The reason I was using this software instead of my customary ArtRage is that WorldsView are the South African distributors for the range of Autodesk products.
As a result, I was a tad unfamiliar with the workflow.
In ArtRage, I happily work away on different layers, making them invisible when I move onto another drawing. So I end up with a big ArtRage file (around 150megs), containing loads of pictures that I can then export as JPEGs after the session.
I made the fatal assumption that SketchBook Pro would behave the same way.
And after the session ended, when people were asking me questions about the software, I saved my stack of pics (around 20 or so of them), and opened a new document for someone to play on.
When I reopened my stack, I found that SketchBook Pro had discarded all of the invisible layers, leaving me with only this picture… the last one I drew before I saved the document.
It’s definitely a learning curve to use a new piece of software in a live situation. I had the software for a few days before the gig, and I THOUGHT that I’d put it through its paces. But I didn’t even THINK about testing the way the package saves pics.

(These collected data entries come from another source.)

use serde::Deserialize;
use std::path::Path;

#[derive(Debug, Deserialize, Clone)]
pub struct Config {
    /// Collection interval in minutes
    #[serde(default = "default_collect_interval")]
    pub collect_interval: u64,
    pub regions: Vec<RegionConfig>,
}

fn default_collect_interval() -> u64 {
    15
}

#[derive(Debug, Deserialize, Clone)]
pub struct RegionConfig {
    pub name: String,
    pub sources: Vec<SourceConfig>,
}

#[derive(Debug, Deserialize, Clone)]
pub struct SourceConfig {
    pub name: String,
    pub url: String,
}

impl Config {
    pub fn load<P: AsRef<Path>>(path: P) -> anyhow::Result<Self> {
        let content = std::fs::read_to_string(path)?;
        let config: Config = toml::from_str(&content)?;
        Ok(config)
    }

    /// Parse config from a TOML string (useful for testing)
    pub fn from_str(content: &str) -> anyhow::Result<Self> {
        let config: Config = toml::from_str(content)?;
        Ok(config)
    }

    pub fn total_sources(&self) -> usize {
        self.regions.iter().map(|r| r.sources.len()).sum()
    }

    pub fn region_by_slug(&self, slug: &str) -> Option<&RegionConfig> {
        let slug = slug.to_lowercase();
        self.regions.iter().find(|r| r.slug() == slug)
    }
}

impl RegionConfig {
    /// URL identifier derived from the display name: lowercased, spaces
    /// become dashes, apostrophes are dropped.
    pub fn slug(&self) -> String {
        self.name.to_lowercase().replace(' ', "-").replace('\'', "")
    }
}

As it happens, the client loved what I was doing, and they’ve hired me for another session this coming Friday.
THIS TIME I’ll be sure to save the file as a layered TIFF, which will solve my problem nicely!
This pic was painted live during a WorldsView Technologies distributor meet-and-greet. I worked in an evaluation version of Autodesk SketchBook Pro, using my Rectron-sponsored Asus R1E tablet pc.